START Provided data

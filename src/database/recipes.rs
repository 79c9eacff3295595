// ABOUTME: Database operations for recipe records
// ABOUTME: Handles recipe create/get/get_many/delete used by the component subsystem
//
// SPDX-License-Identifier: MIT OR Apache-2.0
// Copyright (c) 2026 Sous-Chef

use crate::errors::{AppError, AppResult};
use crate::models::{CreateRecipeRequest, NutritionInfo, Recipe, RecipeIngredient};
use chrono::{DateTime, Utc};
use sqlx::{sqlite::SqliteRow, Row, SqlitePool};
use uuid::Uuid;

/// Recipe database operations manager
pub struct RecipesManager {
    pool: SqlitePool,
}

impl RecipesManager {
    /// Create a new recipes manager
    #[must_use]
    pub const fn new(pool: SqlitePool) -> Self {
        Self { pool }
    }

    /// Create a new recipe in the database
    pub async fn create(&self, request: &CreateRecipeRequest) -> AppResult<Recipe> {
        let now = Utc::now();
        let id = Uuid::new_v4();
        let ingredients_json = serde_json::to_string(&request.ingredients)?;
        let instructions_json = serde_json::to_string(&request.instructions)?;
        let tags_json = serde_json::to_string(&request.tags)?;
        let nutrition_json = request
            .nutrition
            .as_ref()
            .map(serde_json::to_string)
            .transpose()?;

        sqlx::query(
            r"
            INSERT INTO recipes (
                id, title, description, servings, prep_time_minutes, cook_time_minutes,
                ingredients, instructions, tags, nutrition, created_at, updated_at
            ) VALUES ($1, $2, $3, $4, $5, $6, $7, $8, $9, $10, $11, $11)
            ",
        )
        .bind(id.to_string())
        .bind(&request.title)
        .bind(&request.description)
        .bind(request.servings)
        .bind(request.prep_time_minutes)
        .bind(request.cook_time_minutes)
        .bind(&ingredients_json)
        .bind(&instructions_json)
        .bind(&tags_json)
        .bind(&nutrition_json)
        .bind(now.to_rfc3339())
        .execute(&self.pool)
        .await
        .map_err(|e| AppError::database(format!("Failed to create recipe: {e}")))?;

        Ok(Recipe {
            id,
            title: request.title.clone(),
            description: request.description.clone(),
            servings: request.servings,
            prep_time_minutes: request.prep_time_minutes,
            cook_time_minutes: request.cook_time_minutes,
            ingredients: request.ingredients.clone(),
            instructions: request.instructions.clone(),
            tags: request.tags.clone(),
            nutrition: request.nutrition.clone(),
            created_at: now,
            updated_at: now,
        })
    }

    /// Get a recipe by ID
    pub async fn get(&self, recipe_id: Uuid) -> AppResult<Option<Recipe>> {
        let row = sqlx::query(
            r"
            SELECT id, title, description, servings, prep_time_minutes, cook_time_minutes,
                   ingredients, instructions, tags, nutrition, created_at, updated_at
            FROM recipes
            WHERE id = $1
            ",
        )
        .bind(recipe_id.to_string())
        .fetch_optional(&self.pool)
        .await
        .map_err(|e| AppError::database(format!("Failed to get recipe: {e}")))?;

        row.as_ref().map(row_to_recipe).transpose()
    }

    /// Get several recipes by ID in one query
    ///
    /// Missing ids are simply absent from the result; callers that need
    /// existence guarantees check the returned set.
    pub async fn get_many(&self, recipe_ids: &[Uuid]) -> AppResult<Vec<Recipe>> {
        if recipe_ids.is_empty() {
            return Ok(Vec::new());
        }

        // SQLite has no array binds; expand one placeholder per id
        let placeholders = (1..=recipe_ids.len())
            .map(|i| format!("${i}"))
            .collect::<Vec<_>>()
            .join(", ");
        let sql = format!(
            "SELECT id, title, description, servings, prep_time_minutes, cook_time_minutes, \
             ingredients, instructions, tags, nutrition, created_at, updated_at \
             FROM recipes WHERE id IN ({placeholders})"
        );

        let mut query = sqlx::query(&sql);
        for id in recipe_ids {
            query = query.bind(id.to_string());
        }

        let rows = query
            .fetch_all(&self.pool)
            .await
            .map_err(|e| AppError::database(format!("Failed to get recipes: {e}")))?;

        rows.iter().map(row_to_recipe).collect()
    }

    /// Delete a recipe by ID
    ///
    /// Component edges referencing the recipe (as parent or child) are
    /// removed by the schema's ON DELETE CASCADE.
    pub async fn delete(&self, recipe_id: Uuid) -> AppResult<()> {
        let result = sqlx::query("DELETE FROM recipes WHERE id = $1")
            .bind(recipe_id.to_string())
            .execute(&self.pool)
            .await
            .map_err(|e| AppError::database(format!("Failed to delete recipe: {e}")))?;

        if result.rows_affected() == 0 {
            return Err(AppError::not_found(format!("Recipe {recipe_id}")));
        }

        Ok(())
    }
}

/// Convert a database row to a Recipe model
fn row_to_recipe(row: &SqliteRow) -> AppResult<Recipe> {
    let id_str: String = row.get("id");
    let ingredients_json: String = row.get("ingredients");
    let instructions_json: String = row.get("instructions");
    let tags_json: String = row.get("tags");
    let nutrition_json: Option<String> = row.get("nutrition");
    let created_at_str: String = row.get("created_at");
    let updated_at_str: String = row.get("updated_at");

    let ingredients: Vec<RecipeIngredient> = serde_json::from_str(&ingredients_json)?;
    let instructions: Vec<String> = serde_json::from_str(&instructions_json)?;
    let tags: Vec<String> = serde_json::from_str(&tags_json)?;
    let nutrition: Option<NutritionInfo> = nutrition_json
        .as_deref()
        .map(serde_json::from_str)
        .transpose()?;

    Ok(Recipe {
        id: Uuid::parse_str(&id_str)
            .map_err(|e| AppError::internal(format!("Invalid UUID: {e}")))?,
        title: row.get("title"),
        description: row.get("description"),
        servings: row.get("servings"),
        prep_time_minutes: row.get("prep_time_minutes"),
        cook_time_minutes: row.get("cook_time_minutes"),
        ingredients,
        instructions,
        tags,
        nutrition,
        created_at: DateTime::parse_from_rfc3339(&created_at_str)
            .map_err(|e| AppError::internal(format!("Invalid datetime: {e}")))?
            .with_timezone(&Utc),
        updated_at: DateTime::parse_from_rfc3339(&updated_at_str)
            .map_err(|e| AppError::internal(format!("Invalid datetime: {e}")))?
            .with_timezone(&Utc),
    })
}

END Provided data
START Provided data

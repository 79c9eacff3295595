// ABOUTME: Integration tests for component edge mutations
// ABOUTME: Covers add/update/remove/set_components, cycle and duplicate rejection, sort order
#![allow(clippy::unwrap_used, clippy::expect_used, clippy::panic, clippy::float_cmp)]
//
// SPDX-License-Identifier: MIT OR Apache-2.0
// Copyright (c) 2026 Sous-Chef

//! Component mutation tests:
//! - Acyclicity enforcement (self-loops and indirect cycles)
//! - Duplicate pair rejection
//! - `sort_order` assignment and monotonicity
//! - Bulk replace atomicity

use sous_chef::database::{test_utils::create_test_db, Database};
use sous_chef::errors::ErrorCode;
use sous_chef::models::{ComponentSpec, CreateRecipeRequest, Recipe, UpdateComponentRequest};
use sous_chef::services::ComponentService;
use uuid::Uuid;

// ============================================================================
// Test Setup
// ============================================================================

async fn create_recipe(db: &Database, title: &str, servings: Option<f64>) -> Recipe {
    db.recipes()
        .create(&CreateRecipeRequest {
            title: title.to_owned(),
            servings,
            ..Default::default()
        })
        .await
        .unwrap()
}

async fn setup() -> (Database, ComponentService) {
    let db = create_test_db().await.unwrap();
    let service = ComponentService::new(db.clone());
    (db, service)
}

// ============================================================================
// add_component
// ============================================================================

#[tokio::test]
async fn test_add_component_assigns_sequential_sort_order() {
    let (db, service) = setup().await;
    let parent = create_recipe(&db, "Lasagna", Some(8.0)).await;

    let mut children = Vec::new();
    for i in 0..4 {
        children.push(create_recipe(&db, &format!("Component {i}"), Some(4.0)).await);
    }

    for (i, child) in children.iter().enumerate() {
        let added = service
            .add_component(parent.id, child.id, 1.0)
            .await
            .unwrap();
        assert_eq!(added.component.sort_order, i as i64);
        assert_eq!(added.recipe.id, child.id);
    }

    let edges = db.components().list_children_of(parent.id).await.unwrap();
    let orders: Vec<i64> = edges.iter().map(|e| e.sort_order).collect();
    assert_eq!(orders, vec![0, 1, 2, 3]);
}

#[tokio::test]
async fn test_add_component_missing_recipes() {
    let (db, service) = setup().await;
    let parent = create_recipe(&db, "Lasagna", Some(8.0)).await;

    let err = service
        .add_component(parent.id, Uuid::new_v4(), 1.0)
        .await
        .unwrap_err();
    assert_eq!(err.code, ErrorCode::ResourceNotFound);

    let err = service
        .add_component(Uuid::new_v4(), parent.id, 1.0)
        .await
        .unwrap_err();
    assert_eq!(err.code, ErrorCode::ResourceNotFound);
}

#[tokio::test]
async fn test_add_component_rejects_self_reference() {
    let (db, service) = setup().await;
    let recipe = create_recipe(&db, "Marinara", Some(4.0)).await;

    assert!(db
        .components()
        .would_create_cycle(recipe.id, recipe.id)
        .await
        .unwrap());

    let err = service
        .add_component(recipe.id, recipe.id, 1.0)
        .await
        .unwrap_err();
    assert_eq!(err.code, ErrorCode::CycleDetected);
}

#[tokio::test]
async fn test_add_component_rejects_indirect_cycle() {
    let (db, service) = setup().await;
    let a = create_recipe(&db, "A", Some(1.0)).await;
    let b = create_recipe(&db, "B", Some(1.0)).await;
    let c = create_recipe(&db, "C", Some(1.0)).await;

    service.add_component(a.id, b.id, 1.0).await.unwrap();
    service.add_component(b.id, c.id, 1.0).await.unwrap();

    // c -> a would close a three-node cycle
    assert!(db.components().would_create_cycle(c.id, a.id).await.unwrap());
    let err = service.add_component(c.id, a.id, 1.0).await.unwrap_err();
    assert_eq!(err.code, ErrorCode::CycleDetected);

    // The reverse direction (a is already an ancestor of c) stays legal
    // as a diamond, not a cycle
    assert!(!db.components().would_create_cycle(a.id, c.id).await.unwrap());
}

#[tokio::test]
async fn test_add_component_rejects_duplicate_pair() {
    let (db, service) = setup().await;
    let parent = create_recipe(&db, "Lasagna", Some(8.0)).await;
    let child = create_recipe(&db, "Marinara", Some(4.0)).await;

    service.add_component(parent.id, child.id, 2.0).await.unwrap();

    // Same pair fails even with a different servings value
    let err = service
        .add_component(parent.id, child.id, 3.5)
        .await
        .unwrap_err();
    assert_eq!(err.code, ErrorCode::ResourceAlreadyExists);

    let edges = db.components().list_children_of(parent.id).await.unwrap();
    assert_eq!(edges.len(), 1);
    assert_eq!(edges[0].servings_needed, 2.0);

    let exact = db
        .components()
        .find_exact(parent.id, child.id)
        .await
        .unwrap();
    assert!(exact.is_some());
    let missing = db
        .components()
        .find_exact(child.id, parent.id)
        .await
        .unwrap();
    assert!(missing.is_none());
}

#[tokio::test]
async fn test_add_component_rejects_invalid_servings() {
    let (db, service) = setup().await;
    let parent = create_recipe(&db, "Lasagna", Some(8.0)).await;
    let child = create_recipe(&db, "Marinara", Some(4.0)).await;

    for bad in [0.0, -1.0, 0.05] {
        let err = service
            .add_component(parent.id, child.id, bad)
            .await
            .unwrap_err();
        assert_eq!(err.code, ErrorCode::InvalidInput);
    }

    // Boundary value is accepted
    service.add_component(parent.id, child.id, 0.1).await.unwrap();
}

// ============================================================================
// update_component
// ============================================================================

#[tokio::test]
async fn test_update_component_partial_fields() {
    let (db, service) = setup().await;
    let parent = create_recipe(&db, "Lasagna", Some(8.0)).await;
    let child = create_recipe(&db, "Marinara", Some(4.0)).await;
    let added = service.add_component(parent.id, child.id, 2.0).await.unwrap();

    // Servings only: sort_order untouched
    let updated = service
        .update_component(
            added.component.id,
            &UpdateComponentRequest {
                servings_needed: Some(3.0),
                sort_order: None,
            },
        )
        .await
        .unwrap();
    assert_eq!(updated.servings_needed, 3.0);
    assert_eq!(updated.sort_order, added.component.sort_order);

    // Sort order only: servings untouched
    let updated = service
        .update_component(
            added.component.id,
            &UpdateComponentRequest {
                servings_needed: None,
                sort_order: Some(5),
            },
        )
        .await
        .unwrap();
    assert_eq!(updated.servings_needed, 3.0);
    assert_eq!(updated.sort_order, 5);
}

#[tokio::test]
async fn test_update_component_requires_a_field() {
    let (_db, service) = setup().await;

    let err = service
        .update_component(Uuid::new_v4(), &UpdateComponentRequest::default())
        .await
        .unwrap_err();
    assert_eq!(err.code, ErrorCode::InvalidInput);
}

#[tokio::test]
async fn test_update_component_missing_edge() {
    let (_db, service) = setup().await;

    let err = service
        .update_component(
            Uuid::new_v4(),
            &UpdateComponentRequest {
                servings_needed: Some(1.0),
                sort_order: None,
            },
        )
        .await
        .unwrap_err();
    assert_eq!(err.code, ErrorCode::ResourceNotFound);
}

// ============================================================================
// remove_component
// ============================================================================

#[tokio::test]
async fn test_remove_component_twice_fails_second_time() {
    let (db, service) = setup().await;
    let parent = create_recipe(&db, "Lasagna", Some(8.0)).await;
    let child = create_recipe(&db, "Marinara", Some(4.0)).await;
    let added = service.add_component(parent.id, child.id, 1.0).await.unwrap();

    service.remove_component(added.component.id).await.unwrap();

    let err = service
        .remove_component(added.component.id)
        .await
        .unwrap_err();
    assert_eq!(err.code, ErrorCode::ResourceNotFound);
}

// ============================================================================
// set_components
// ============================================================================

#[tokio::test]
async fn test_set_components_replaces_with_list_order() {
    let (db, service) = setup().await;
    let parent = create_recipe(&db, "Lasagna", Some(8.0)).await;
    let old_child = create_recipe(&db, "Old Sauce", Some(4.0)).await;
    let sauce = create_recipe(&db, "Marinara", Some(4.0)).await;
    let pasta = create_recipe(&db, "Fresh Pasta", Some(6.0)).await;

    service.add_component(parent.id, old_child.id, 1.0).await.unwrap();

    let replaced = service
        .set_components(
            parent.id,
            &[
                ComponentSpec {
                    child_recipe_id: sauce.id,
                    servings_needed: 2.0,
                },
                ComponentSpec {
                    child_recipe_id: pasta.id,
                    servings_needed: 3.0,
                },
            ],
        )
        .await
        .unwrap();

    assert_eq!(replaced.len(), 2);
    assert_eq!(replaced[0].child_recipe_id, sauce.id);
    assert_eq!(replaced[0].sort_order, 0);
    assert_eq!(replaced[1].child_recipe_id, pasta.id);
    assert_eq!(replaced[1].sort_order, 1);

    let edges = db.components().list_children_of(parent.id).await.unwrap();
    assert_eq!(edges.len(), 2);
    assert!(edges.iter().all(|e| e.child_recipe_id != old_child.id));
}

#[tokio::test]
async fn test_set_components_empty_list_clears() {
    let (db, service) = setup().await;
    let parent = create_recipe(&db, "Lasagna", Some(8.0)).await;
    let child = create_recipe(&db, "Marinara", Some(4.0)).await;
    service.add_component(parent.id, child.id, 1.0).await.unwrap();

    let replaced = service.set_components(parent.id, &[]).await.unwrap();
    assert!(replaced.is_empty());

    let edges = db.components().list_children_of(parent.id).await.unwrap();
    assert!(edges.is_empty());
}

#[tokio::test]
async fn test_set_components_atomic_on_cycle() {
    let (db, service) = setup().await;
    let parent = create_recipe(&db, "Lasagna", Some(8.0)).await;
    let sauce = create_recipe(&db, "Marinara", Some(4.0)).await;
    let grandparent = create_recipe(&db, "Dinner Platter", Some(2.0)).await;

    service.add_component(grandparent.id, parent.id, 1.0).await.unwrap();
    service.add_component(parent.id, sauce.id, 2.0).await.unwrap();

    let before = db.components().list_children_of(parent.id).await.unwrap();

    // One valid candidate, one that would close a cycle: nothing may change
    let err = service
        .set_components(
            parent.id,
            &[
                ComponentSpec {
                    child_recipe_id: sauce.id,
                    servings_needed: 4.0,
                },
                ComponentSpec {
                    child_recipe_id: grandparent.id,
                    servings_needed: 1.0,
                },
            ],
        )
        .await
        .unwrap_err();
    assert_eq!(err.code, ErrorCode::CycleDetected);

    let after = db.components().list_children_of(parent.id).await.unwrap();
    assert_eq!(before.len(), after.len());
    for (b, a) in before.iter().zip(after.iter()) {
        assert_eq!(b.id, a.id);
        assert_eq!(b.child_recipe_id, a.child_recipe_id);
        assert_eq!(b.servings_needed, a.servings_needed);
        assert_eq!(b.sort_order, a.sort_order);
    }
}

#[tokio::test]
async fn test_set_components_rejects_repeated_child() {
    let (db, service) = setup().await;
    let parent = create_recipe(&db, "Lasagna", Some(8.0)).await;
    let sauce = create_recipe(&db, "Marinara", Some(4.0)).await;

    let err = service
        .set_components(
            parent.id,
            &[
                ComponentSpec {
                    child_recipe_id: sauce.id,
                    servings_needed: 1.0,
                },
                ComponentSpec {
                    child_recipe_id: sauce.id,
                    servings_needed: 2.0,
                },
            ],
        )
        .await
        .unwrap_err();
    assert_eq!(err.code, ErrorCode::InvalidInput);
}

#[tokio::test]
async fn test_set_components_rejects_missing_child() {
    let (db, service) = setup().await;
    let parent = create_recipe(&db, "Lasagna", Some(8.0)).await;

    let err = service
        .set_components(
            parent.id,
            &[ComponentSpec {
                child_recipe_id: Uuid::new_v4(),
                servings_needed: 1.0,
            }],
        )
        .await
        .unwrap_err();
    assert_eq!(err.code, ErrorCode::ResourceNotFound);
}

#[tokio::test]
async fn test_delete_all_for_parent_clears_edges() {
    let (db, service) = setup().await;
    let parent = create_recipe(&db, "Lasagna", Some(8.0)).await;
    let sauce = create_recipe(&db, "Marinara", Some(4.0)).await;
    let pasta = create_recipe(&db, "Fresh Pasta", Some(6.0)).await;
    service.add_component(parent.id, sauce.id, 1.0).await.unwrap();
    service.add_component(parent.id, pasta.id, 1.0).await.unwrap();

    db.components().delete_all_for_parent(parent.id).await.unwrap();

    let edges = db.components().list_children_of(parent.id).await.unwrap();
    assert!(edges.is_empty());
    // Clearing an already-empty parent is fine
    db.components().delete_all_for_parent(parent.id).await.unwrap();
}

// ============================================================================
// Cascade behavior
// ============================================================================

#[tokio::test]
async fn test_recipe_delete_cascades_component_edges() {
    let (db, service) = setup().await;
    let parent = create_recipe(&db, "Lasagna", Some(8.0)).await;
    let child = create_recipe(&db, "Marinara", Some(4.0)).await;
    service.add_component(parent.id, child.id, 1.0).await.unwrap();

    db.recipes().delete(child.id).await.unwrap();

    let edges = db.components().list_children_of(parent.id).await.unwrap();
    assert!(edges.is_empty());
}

END Provided data
START Provided data

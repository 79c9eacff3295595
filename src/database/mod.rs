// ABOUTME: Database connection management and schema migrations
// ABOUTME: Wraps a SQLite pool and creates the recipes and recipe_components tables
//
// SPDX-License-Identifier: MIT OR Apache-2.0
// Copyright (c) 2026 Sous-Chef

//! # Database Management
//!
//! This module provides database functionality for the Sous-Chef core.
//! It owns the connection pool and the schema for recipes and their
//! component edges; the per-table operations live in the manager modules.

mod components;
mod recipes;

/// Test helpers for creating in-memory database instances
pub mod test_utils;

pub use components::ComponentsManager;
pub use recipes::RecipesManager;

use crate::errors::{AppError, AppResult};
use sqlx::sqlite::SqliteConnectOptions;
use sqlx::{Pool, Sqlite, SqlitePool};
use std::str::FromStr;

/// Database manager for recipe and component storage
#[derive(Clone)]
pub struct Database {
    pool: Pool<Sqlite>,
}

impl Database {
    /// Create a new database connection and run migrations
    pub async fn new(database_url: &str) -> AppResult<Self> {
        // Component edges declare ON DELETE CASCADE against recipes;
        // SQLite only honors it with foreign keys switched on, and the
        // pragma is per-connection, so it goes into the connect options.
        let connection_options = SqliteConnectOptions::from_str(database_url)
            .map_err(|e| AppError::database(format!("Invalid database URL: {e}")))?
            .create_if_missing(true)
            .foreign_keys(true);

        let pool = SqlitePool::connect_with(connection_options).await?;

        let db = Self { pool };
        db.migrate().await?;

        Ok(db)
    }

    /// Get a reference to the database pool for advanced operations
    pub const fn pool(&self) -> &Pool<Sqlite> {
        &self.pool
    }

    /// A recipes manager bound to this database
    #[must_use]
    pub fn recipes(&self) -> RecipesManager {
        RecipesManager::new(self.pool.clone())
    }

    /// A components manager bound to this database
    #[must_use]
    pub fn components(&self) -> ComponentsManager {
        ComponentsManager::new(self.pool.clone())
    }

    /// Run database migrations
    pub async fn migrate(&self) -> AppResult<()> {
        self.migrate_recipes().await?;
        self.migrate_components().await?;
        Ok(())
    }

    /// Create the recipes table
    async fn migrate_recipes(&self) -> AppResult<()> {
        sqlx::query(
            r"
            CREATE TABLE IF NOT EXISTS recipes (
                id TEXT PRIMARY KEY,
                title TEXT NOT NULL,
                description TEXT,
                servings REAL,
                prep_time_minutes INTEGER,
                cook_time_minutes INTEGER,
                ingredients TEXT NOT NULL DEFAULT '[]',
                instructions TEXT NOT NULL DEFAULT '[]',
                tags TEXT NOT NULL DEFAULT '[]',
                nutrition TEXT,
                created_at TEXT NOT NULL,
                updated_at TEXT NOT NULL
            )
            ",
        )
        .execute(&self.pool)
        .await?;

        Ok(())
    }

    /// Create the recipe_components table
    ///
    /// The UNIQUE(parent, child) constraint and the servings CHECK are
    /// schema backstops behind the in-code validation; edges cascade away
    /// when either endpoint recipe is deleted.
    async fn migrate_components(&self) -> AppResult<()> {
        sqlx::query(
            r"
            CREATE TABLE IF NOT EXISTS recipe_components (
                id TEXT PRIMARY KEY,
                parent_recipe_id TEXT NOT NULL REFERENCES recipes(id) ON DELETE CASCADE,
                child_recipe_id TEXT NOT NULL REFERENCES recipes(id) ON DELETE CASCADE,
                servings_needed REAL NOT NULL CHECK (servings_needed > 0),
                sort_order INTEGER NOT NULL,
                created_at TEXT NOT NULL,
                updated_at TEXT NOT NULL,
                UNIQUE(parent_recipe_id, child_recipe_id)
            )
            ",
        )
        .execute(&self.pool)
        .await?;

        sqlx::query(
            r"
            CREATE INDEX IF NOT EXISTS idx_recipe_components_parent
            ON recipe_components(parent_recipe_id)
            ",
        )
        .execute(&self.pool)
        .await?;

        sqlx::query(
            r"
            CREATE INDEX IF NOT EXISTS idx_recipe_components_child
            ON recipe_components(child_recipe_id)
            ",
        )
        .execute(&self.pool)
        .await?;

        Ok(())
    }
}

END Provided data

Directions → When a line holds the string "SqlitePool", pull it out of the listing.

Answer to the exercise →
use sqlx::{sqlite::SqliteRow, Row, SqlitePool};
    pool: SqlitePool,
    pub const fn new(pool: SqlitePool) -> Self {
use sqlx::{Pool, Sqlite, SqlitePool};
        let pool = SqlitePool::connect_with(connection_options).await?;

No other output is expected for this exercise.